Damit künftige Generationen befähigt werden können, gesellschaftliche Veränderungsprozesse – etwa durch die zunehmend digitalisierte Welt – zu verstehen, aktiv an der Gesellschaft teilzuhaben und den Wandel mitzugestalten, gilt es, diese Prozesse in der schulischen Bildung aufzugreifen (KMK 2016). Mit dem Themenheft sollen Beiträge aus der Bildungsforschung und -praxis zusammengetragen werden, die das Themenfeld Schulentwicklungsprozesse im Kontext von Bildung in der digitalen Welt aus unterschiedlichen Blickwinkeln betrachten und die dafür notwendigen Akteurskonstellationen, Kommunikationswege und Kooperationsstrukturen in den Blick nehmen.
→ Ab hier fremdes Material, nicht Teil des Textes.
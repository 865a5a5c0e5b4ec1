//! Domain-specific error types for the installer.
//!
//! `InstallError` separates the two phases of an installation attempt:
//! `ValidationFailed` is raised while assembling the configuration, before
//! anything external has been touched, and `StepFailed` is raised while the
//! pipeline runs, wrapping the failing step's own error untouched.
//!
//! Step and executor trait boundaries use `anyhow::Result`; `InstallError`
//! converts into `anyhow::Error` through `?` where needed.

use std::io;

use crate::pipeline::PipelineState;

/// Formats an IO error kind into a human-readable message.
///
/// Gives consistent messages for the common kinds (e.g., "I/O error: not found")
/// instead of the OS-level text. Unrecognized kinds fall back to the OS message.
pub(crate) fn io_error_kind_message(err: &io::Error) -> String {
    match err.kind() {
        io::ErrorKind::NotFound => "I/O error: not found".to_string(),
        io::ErrorKind::PermissionDenied => "I/O error: permission denied".to_string(),
        io::ErrorKind::AlreadyExists => "I/O error: already exists".to_string(),
        io::ErrorKind::IsADirectory => "I/O error: is a directory".to_string(),
        _ => format!("I/O error: {}", err),
    }
}

/// Error type for an installation attempt.
#[derive(Debug, thiserror::Error)]
#[non_exhaustive]
pub enum InstallError {
    /// The submitted input was rejected before any step executed.
    ///
    /// The message is meant to be shown to the operator as-is.
    #[error("{0}")]
    ValidationFailed(String),

    /// A step failed while the pipeline was running.
    ///
    /// Earlier steps may already have left side effects behind.
    #[error("installation step '{step}' failed: {source}")]
    StepFailed {
        /// Name of the step that failed.
        step: String,
        /// The step's own error, preserved without reinterpretation.
        #[source]
        source: anyhow::Error,
    },

    /// `run()` was called on a pipeline that has already been run.
    #[error("installation pipeline has already been run (state: {state})")]
    AlreadyRun {
        /// State the pipeline was left in by the earlier run.
        state: PipelineState,
    },

    /// A command execution failed (non-zero exit, spawn failure, wait failure, thread panic).
    #[error("command execution failed: {command}: {status}")]
    Execution {
        /// The command that was executed, with its arguments.
        command: String,
        /// Exit status or a description of the internal failure.
        status: String,
    },

    /// A form file could not be parsed.
    #[error("configuration error: {0}")]
    Config(String),

    /// An I/O operation failed with contextual information.
    #[error("{context}: {message}")]
    Io {
        /// What was being done when the error occurred, usually including a path.
        context: String,
        /// Human-readable description derived from [`io_error_kind_message`].
        message: String,
        /// The underlying I/O error.
        #[source]
        source: io::Error,
    },
}

impl InstallError {
    /// Creates a `ValidationFailed` error from any message.
    pub(crate) fn validation(message: impl Into<String>) -> Self {
        Self::ValidationFailed(message.into())
    }

    /// Creates an `Io` variant with the `message` derived from `source`.
    pub(crate) fn io(context: impl Into<String>, source: io::Error) -> Self {
        Self::Io {
            context: context.into(),
            message: io_error_kind_message(&source),
            source,
        }
    }

    /// Returns true for errors raised before any external effect took place.
    pub fn is_validation(&self) -> bool {
        matches!(self, Self::ValidationFailed(_))
    }

    /// Returns the underlying cause of a `StepFailed` error.
    pub fn cause(&self) -> Option<&anyhow::Error> {
        match self {
            Self::StepFailed { source, .. } => Some(source),
            _ => None,
        }
    }

    /// Message suitable for showing to the operator.
    ///
    /// For `StepFailed` this is the cause's own message (with its context chain)
    /// rather than the wrapper text.
    pub fn operator_message(&self) -> String {
        match self {
            Self::StepFailed { source, .. } => format!("{:#}", source),
            other => other.to_string(),
        }
    }
}

#[cfg(test)]
mod tests {
    use super::*;

    #[test]
    fn test_validation_display_is_bare_message() {
        let err = InstallError::validation("The admin password did not match its confirmation.");
        assert_eq!(err.to_string(), "The admin password did not match its confirmation.");
        assert!(err.is_validation());
        assert!(err.cause().is_none());
    }

    #[test]
    fn test_step_failed_display() {
        let err = InstallError::StepFailed {
            step: "connect".to_string(),
            source: anyhow::anyhow!("connection refused"),
        };
        assert_eq!(err.to_string(), "installation step 'connect' failed: connection refused");
        assert!(!err.is_validation());
    }

    #[test]
    fn test_step_failed_operator_message_is_cause() {
        let err = InstallError::StepFailed {
            step: "store-config".to_string(),
            source: anyhow::anyhow!("disk full").context("failed to write config.yaml"),
        };
        assert_eq!(err.operator_message(), "failed to write config.yaml: disk full");
    }

    #[test]
    fn test_step_failed_source_preserved() {
        let io_err = io::Error::new(io::ErrorKind::PermissionDenied, "denied");
        let err = InstallError::StepFailed {
            step: "publish-assets".to_string(),
            source: anyhow::Error::new(io_err),
        };
        let cause = err.cause().expect("step failure should carry a cause");
        let io_cause = cause.downcast_ref::<io::Error>().expect("cause should be io::Error");
        assert_eq!(io_cause.kind(), io::ErrorKind::PermissionDenied);
    }

    #[test]
    fn test_already_run_display() {
        let err = InstallError::AlreadyRun {
            state: PipelineState::Completed,
        };
        assert_eq!(err.to_string(), "installation pipeline has already been run (state: completed)");
    }

    #[test]
    fn test_execution_display() {
        let err = InstallError::Execution {
            command: "mysql \"--batch\"".to_string(),
            status: "exit status: 1".to_string(),
        };
        assert_eq!(err.to_string(), "command execution failed: mysql \"--batch\": exit status: 1");
    }

    #[test]
    fn test_io_display() {
        let err = InstallError::io(
            "/srv/forum/config.yaml",
            io::Error::new(io::ErrorKind::NotFound, "entity not found"),
        );
        assert_eq!(err.to_string(), "/srv/forum/config.yaml: I/O error: not found");
    }

    #[test]
    fn test_io_error_kind_message_other() {
        let err = io::Error::new(io::ErrorKind::ConnectionRefused, "connection refused");
        assert!(io_error_kind_message(&err).starts_with("I/O error: "));
    }

    #[test]
    fn test_into_anyhow_error() {
        let err = InstallError::validation("test");
        let anyhow_err: anyhow::Error = err.into();
        let downcast = anyhow_err.downcast_ref::<InstallError>();
        assert!(matches!(downcast, Some(InstallError::ValidationFailed(_))));
    }
}
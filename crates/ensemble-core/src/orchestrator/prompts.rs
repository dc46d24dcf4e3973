//! Turn prompts for the coordinator and worker roles.

use crate::config::AgentDefinition;

/// Output an agent produced during a round.
#[derive(Debug, Clone, PartialEq)]
pub struct TurnOutput {
    pub agent_id: String,
    pub agent_name: String,
    pub round: usize,
    pub text: String,
}

pub fn coordinator_assignment(
    task: &str,
    coordinator: &AgentDefinition,
    workers: &[&AgentDefinition],
    max_rounds: usize,
) -> String {
    let roster = if workers.is_empty() {
        "- (no other agents; complete the task yourself)".to_string()
    } else {
        workers
            .iter()
            .map(|worker| {
                let description = if worker.description.is_empty() {
                    "no description"
                } else {
                    worker.description.as_str()
                };
                format!(
                    "- {}: {} (role: {})",
                    worker.name, description, worker.system_prompt
                )
            })
            .collect::<Vec<_>>()
            .join("\n")
    };

    format!(
        "Task: {task}\n\n\
         You are {name}, coordinating a collaboration with {count} other agents:\n\
         {roster}\n\n\
         Break the task into subtasks and assign each one to the agent best suited for it. \
         Address each assignment by agent name. The collaboration has {max_rounds} rounds, \
         so plan the work to finish within that budget.",
        task = task,
        name = coordinator.name,
        count = workers.len(),
        roster = roster,
        max_rounds = max_rounds,
    )
}

pub fn coordinator_review(
    task: &str,
    round: usize,
    max_rounds: usize,
    worker_outputs: &[&TurnOutput],
) -> String {
    let responses = if worker_outputs.is_empty() {
        "No worker responses were received in the previous round.".to_string()
    } else {
        worker_outputs
            .iter()
            .map(|output| format!("{}: {}", output.agent_name, output.text))
            .collect::<Vec<_>>()
            .join("\n\n")
    };

    format!(
        "Task: {task}\n\n\
         Round {round} of {max_rounds}. Worker responses from the previous round:\n\
         {responses}\n\n\
         Review this work. Consolidate what is complete into the overall result, and \
         reassign or refine any subtask that still needs attention.",
        task = task,
        round = round,
        max_rounds = max_rounds,
        responses = responses,
    )
}

pub fn worker_turn(
    task: &str,
    worker: &AgentDefinition,
    coordinator_output: Option<&TurnOutput>,
) -> String {
    match coordinator_output {
        Some(output) => format!(
            "Task: {task}\n\n\
             Latest instructions from the coordinator ({coordinator}):\n\
             {instructions}\n\n\
             You are {name}. Complete the part of the work assigned to you and report your result.",
            task = task,
            coordinator = output.agent_name,
            instructions = output.text,
            name = worker.name,
        ),
        None => format!(
            "Task: {task}\n\n\
             You are {name}. The coordinator has not assigned work yet. Share how you can \
             contribute to the task and await your assignment.",
            task = task,
            name = worker.name,
        ),
    }
}
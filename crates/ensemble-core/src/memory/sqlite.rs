//! SQLite-backed memory store.
//!
//! Timestamps are stored as fixed-width RFC 3339 strings in UTC so that
//! lexicographic ordering in SQL matches chronological ordering.

use super::store::{
    LongTermQuery, LongTermRecord, MemoryStore, NewLongTermRecord, TaskRecord, TaskStatus,
    TaskUpdate,
};
use crate::errors::EnsembleError;
use async_trait::async_trait;
use chrono::{DateTime, SecondsFormat, Utc};
use serde_json::Value;
use sqlx::sqlite::{SqliteConnectOptions, SqlitePoolOptions};
use sqlx::{QueryBuilder, Sqlite, SqlitePool};
use std::path::Path;
use std::time::Duration;

const SCHEMA: &[&str] = &[
    r#"
    CREATE TABLE IF NOT EXISTS long_term_memory (
        id INTEGER PRIMARY KEY AUTOINCREMENT,
        agent_id TEXT NOT NULL,
        memory_type TEXT NOT NULL,
        content TEXT NOT NULL,
        metadata TEXT,
        importance REAL NOT NULL DEFAULT 0.5,
        timestamp TEXT NOT NULL,
        accessed_count INTEGER NOT NULL DEFAULT 0,
        last_accessed TEXT
    )
    "#,
    r#"
    CREATE INDEX IF NOT EXISTS idx_long_term_agent_importance
        ON long_term_memory (agent_id, importance DESC, timestamp DESC)
    "#,
    r#"
    CREATE TABLE IF NOT EXISTS task_history (
        id INTEGER PRIMARY KEY AUTOINCREMENT,
        agent_id TEXT NOT NULL,
        task_id TEXT NOT NULL,
        task_description TEXT NOT NULL,
        result TEXT,
        status TEXT NOT NULL,
        started_at TEXT NOT NULL,
        completed_at TEXT,
        metadata TEXT,
        UNIQUE (agent_id, task_id)
    )
    "#,
];

#[derive(Debug, sqlx::FromRow)]
struct LongTermRow {
    id: i64,
    agent_id: String,
    memory_type: String,
    content: String,
    metadata: Option<String>,
    importance: f64,
    timestamp: String,
    accessed_count: i64,
    last_accessed: Option<String>,
}

#[derive(Debug, sqlx::FromRow)]
struct TaskRow {
    agent_id: String,
    task_id: String,
    task_description: String,
    result: Option<String>,
    status: String,
    started_at: String,
    completed_at: Option<String>,
    metadata: Option<String>,
}

fn format_ts(ts: DateTime<Utc>) -> String {
    ts.to_rfc3339_opts(SecondsFormat::Micros, true)
}

fn parse_ts(value: &str) -> Result<DateTime<Utc>, EnsembleError> {
    DateTime::parse_from_rfc3339(value)
        .map(|ts| ts.with_timezone(&Utc))
        .map_err(|e| EnsembleError::StorageError(format!("Invalid timestamp '{}': {}", value, e)))
}

fn parse_metadata(value: Option<&str>) -> Value {
    value
        .and_then(|raw| serde_json::from_str(raw).ok())
        .unwrap_or(Value::Null)
}

impl TryFrom<LongTermRow> for LongTermRecord {
    type Error = EnsembleError;

    fn try_from(row: LongTermRow) -> Result<Self, Self::Error> {
        Ok(LongTermRecord {
            id: row.id,
            agent_id: row.agent_id,
            memory_type: row.memory_type,
            content: row.content,
            metadata: parse_metadata(row.metadata.as_deref()),
            importance: row.importance,
            timestamp: parse_ts(&row.timestamp)?,
            accessed_count: row.accessed_count,
            last_accessed: row.last_accessed.as_deref().map(parse_ts).transpose()?,
        })
    }
}
#[async_trait]
impl MemoryStore for RejectingStore {
    async fn insert_long_term(&self, record: NewLongTermRecord) -> Result<i64, EnsembleError> {
        if record.memory_type == self.memory_type {
            return Err(EnsembleError::StorageError("disk full".to_string()));
        }
        self.inner.insert_long_term(record).await
    }

    async fn search_long_term(
        &self,
        query: &LongTermQuery,
    ) -> Result<Vec<LongTermRecord>, EnsembleError> {
        self.inner.search_long_term(query).await
    }

    async fn insert_task(&self, record: TaskRecord) -> Result<(), EnsembleError> {
        self.inner.insert_task(record).await
    }

    async fn update_task(
        &self,
        agent_id: &str,
        task_id: &str,
        update: &TaskUpdate,
    ) -> Result<bool, EnsembleError> {
        self.inner.update_task(agent_id, task_id, update).await
    }

    async fn get_task(
        &self,
        agent_id: &str,
        task_id: &str,
    ) -> Result<Option<TaskRecord>, EnsembleError> {
        self.inner.get_task(agent_id, task_id).await
    }

    async fn task_history(
        &self,
        agent_id: &str,
        limit: usize,
        status: Option<TaskStatus>,
    ) -> Result<Vec<TaskRecord>, EnsembleError> {
        self.inner.task_history(agent_id, limit, status).await
    }
}

async fn orchestrator_with_rejecting_lead() -> CollaborationOrchestrator {
    let registry = Arc::new(AgentRegistry::new());
    let store: Arc<dyn MemoryStore> = Arc::new(RejectingStore {
        inner: InMemoryStore::new(),
        memory_type: "collaboration",
    });
    let lead = Agent::new("a", AgentDefinition::new("Lead"), RecordingLLM::new("Lead"))
        .with_memory(TieredMemory::new("a", 20, store));
    let coder = Agent::new("b", AgentDefinition::new("Coder"), RecordingLLM::new("Coder"));
    registry.register(lead).await.unwrap();
    registry.register(coder).await.unwrap();
    CollaborationOrchestrator::new(registry, CollaborationConfig::default())
}

async fn assert_context_cleared(orchestrator: &CollaborationOrchestrator, id: &str) {
    let handle = orchestrator.registry().get(id).await.unwrap();
    let agent = handle.agent.lock().await;
    let context = agent.memory().get_environment_context();
    assert_eq!(context.get("in_collaboration"), Some(&serde_json::json!(false)));
    assert!(context.get("collaboration").is_none());
}

#[tokio::test]
async fn test_finalize_survives_collaboration_memory_failure() {
    let orchestrator = orchestrator_with_rejecting_lead().await;
    let events = orchestrator
        .collaborate(CollaborationRequest::new(ids(&["a", "b"]), "Ship it").with_max_rounds(2))
        .await
        .unwrap();
    assert_eq!(events.len(), 8);
    assert_eq!(events.last().unwrap().metadata.total_rounds, Some(2));

    assert_context_cleared(&orchestrator, "a").await;
    assert_context_cleared(&orchestrator, "b").await;

    let handle = orchestrator.registry().get("b").await.unwrap();
    let agent = handle.agent.lock().await;
    let remembered = agent
        .memory()
        .search_long_term(Some("collaboration"), 10, 0.0)
        .await
        .unwrap();
    assert_eq!(remembered.len(), 1);
}

#[tokio::test]
async fn test_stream_finishes_despite_collaboration_memory_failure() {
    let orchestrator = orchestrator_with_rejecting_lead().await;
    let stream = orchestrator
        .collaborate_stream(CollaborationRequest::new(ids(&["a", "b"]), "Ship it").with_max_rounds(2))
        .await
        .unwrap();

    let events = stream.collect_events().await.unwrap();
    assert_eq!(events.len(), 8);
    assert_context_cleared(&orchestrator, "a").await;
    assert_context_cleared(&orchestrator, "b").await;
}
Um wirksame Veränderungen auf unterrichtlicher und schulischer Ebene zu erzielen, sind nicht etwa «nur» technische Ausstattungsfragen zu bearbeiten, sondern vielmehr (einzelschulische) Entwicklungsprozesse (z.B. Rolff 2016) anzustossen. Dies betrifft das Zusammenspiel der Dimensionen der Unterrichts-, Organisations-, Personal-, Technik- und Kooperationsentwicklung (z.B. Eickelmann und Gerick 2017) ebenso wie das Zusammenwirken unterschiedlicher Faktoren auf der Input-, Prozess und Output-Ebene (z.B. Gräsel, Schledjewski, und Hartmann 2020). Dabei erscheint es zentral, die verschiedenen Akteurskonstellationen bei (digitalisierungsbezogenen) Schulentwicklungsprozessen (Schulleitung, Arbeits-/Steuergruppen, Medienbeauftragte, etc.) und bspw. die Rolle von Schulleitungshandeln, Kommunikationswegen und der Kooperationsstrukturen zu analysieren.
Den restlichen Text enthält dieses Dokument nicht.